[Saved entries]

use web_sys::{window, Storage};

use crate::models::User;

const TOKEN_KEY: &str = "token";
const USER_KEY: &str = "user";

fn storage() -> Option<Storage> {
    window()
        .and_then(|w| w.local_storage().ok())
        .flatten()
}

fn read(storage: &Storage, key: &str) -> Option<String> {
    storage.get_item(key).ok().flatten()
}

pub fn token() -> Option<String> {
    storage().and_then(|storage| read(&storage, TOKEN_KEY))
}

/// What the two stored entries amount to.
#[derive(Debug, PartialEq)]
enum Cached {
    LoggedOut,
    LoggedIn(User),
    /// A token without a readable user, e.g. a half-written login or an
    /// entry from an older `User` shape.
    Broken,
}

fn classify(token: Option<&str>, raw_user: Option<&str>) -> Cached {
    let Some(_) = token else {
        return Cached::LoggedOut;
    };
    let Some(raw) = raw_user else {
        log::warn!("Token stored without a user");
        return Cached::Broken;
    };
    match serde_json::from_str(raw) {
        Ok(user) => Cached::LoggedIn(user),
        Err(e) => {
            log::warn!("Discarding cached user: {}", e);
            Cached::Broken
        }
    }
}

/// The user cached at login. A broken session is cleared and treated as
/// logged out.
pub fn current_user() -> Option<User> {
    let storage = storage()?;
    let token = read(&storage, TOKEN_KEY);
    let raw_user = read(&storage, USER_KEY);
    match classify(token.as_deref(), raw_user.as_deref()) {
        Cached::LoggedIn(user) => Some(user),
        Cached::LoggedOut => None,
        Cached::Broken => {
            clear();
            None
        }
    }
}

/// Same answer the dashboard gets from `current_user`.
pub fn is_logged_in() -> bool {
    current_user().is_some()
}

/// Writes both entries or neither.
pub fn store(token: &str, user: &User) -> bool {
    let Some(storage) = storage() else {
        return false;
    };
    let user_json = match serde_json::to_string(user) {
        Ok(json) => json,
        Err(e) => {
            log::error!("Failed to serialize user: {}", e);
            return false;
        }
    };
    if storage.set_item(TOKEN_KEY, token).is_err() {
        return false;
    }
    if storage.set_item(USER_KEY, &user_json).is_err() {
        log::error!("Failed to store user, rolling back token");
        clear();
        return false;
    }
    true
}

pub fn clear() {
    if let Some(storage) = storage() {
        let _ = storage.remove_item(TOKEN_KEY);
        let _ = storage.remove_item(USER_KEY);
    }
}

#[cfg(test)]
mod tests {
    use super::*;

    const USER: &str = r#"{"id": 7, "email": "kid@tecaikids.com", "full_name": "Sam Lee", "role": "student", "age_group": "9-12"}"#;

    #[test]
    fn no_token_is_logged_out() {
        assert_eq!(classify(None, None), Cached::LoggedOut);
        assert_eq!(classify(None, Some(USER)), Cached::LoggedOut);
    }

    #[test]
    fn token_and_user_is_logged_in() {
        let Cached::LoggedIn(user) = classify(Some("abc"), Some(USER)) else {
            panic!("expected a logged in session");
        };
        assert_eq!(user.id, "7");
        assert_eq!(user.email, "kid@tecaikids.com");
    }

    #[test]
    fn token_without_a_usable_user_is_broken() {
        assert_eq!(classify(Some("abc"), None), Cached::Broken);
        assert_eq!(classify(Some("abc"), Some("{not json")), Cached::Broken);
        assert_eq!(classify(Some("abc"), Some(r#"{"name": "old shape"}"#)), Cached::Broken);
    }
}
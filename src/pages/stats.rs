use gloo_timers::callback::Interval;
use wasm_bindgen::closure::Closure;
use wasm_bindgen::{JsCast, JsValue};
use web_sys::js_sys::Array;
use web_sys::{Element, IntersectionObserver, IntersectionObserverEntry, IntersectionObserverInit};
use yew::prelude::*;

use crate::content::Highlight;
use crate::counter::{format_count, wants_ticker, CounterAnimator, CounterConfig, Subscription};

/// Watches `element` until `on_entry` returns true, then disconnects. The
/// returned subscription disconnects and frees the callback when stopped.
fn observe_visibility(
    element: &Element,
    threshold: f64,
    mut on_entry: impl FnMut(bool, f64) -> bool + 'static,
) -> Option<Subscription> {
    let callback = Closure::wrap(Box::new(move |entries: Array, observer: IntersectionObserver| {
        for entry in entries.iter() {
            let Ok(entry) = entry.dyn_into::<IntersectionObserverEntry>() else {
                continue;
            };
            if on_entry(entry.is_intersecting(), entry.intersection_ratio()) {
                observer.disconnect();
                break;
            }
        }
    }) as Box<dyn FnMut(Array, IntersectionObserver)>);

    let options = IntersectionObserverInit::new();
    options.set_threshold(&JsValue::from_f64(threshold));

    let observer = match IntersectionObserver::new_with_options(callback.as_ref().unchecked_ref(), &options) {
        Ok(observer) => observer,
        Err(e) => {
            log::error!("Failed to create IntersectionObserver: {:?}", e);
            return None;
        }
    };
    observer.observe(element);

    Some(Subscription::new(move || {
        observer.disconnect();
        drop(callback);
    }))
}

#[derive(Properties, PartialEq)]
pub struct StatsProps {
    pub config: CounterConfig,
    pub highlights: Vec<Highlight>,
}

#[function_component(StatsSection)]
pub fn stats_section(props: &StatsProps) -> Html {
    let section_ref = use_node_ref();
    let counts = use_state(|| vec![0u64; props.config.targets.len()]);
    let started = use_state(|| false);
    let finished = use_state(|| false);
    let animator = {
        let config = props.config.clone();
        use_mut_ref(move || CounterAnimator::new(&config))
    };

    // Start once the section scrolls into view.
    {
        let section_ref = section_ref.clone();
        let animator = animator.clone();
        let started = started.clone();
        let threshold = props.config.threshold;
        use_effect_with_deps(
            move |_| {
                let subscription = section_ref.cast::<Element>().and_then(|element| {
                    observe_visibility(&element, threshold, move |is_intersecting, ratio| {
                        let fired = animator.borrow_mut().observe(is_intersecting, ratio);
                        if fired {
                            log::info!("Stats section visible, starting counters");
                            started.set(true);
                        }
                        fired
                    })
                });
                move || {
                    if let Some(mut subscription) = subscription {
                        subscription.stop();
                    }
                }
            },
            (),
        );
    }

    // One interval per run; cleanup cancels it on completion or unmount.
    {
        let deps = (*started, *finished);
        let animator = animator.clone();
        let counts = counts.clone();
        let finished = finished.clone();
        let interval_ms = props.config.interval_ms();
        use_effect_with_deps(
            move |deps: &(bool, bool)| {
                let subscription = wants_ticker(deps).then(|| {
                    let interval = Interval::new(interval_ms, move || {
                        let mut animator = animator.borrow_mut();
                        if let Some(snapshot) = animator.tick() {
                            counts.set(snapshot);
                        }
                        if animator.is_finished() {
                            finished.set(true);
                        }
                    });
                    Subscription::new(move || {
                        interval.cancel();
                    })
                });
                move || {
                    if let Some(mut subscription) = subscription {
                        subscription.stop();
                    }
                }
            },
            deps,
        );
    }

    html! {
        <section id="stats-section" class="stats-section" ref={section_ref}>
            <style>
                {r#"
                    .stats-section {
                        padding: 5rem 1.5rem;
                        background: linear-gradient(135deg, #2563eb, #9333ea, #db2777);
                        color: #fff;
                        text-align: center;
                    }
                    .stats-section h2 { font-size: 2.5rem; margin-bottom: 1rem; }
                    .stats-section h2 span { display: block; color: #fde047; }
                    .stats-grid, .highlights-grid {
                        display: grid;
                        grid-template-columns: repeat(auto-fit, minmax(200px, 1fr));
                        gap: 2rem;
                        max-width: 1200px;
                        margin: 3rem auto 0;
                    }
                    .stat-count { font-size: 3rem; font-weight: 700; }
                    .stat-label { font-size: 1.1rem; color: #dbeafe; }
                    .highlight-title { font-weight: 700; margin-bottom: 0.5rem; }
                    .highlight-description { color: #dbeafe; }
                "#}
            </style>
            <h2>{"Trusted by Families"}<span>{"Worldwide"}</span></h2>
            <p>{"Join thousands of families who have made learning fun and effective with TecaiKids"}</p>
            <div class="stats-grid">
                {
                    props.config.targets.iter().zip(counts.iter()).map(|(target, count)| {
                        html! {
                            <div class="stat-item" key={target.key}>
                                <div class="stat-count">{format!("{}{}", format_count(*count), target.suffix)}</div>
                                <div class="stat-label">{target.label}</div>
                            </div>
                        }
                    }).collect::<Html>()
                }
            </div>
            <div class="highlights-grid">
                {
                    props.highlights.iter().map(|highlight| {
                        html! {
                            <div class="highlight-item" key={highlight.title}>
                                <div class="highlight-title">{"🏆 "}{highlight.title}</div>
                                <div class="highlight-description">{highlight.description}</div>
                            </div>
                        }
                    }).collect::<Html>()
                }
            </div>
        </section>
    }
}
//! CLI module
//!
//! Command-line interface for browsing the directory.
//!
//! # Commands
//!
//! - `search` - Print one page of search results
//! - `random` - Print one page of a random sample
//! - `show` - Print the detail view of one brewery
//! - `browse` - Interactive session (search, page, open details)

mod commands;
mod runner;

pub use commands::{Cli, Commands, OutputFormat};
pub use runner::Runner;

* * *

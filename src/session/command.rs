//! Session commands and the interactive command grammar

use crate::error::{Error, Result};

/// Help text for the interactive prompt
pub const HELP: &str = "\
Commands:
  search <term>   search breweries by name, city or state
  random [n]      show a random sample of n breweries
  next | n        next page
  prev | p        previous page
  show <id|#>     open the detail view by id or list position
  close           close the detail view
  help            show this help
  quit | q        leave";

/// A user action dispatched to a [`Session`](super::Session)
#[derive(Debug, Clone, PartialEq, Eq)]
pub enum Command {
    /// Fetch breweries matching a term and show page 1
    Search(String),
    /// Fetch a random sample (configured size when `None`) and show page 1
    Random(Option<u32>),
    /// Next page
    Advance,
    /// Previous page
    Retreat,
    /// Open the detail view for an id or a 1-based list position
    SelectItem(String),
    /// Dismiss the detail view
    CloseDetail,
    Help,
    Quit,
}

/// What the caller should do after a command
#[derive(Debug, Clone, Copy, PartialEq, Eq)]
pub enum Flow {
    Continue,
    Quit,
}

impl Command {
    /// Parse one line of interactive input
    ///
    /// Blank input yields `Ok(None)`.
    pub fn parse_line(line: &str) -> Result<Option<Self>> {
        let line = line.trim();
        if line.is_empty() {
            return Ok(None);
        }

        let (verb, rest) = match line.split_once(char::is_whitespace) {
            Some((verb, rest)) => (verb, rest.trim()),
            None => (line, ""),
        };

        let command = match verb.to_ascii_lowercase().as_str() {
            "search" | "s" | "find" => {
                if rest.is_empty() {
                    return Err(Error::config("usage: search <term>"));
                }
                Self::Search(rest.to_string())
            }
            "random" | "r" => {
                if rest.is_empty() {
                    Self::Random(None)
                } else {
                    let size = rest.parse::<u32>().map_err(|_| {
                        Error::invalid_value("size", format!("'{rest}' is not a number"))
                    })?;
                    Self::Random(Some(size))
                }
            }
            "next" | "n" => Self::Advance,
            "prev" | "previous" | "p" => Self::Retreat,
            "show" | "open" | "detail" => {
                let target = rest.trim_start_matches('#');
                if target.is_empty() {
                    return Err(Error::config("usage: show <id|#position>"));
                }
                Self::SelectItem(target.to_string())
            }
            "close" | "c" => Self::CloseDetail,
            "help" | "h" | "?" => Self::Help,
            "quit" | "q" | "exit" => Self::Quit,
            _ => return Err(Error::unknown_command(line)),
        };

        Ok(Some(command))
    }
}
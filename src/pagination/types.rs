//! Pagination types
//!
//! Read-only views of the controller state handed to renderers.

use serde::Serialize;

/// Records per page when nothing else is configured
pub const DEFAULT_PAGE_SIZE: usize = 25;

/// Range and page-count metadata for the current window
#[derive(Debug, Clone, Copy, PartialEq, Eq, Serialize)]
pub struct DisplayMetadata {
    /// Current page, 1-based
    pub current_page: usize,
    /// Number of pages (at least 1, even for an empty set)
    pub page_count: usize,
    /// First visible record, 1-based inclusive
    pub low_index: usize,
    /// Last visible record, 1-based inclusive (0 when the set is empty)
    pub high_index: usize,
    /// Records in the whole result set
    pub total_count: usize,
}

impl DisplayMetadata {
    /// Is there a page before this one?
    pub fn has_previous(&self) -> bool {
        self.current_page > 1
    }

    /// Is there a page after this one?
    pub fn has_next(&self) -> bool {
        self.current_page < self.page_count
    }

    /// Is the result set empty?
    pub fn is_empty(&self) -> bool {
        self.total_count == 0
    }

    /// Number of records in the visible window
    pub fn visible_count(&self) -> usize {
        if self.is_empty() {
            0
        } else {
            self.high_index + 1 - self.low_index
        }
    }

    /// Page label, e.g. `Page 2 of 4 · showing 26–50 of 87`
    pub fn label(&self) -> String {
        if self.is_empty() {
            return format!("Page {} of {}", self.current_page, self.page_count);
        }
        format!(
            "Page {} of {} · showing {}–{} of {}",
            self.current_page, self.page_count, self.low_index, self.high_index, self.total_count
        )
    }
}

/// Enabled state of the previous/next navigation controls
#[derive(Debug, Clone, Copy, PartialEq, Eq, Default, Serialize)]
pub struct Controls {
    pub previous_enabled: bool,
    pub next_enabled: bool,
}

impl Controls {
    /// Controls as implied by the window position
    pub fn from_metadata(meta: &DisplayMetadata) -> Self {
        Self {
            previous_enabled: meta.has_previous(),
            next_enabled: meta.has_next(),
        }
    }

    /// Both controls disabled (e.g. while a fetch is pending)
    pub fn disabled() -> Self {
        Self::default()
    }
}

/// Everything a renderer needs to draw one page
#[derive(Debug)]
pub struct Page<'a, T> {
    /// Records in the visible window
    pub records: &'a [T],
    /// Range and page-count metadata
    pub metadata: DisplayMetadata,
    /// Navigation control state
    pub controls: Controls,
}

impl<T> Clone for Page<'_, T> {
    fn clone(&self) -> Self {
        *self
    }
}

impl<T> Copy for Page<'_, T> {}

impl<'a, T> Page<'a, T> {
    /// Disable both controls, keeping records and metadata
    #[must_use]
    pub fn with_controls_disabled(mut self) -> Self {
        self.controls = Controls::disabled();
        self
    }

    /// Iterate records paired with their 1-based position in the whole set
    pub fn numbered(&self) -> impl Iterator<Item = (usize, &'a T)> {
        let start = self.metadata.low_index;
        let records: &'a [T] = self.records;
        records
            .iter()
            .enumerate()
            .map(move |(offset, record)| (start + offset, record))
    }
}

==

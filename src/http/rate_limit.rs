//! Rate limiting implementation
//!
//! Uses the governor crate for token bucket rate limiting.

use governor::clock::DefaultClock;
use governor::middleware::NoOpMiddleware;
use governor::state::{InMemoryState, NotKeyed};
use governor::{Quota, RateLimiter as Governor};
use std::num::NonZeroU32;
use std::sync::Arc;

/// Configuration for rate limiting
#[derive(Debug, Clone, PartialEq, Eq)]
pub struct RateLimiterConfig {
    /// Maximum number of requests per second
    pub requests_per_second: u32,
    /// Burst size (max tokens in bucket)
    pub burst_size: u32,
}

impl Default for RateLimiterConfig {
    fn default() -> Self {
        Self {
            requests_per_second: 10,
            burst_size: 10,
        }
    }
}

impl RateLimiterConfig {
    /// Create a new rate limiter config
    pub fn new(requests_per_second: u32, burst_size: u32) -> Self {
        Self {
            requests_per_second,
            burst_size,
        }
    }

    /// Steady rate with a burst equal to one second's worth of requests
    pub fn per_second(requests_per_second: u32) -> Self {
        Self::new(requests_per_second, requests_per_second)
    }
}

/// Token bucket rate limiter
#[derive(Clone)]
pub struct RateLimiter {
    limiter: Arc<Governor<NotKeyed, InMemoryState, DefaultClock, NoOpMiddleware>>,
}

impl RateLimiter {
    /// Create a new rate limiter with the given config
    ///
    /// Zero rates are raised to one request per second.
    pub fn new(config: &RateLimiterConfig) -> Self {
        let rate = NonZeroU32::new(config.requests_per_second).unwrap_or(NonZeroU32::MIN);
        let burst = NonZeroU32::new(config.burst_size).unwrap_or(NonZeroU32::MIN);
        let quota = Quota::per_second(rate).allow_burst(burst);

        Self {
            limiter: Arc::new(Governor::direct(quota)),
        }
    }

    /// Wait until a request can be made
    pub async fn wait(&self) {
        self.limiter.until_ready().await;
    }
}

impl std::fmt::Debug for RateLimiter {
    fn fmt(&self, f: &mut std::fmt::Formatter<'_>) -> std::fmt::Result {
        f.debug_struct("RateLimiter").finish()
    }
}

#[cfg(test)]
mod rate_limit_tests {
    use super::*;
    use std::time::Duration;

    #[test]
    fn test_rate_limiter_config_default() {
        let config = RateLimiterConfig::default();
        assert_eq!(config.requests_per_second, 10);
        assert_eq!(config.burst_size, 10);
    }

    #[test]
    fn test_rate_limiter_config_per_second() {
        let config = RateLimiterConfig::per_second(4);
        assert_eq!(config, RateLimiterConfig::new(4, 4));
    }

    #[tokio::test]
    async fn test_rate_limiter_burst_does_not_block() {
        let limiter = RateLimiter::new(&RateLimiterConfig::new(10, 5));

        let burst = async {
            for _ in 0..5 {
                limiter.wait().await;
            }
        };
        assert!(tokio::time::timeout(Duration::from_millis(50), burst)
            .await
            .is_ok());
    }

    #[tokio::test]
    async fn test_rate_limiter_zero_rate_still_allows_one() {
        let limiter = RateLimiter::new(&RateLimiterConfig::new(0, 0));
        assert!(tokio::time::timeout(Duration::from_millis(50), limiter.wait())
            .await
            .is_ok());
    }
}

◆ **What you have to do**
With the first line being the one containing "browsing the directory." and the last line the one containing "pub use runner::Runner;", transcribe exactly the lines above that fall in that range.

◆ **Reply**
//! Command-line interface for browsing the directory.
//!
//! # Commands
//!
//! - `search` - Print one page of search results
//! - `random` - Print one page of a random sample
//! - `show` - Print the detail view of one brewery
//! - `browse` - Interactive session (search, page, open details)

mod commands;
mod runner;

pub use commands::{Cli, Commands, OutputFormat};
pub use runner::Runner;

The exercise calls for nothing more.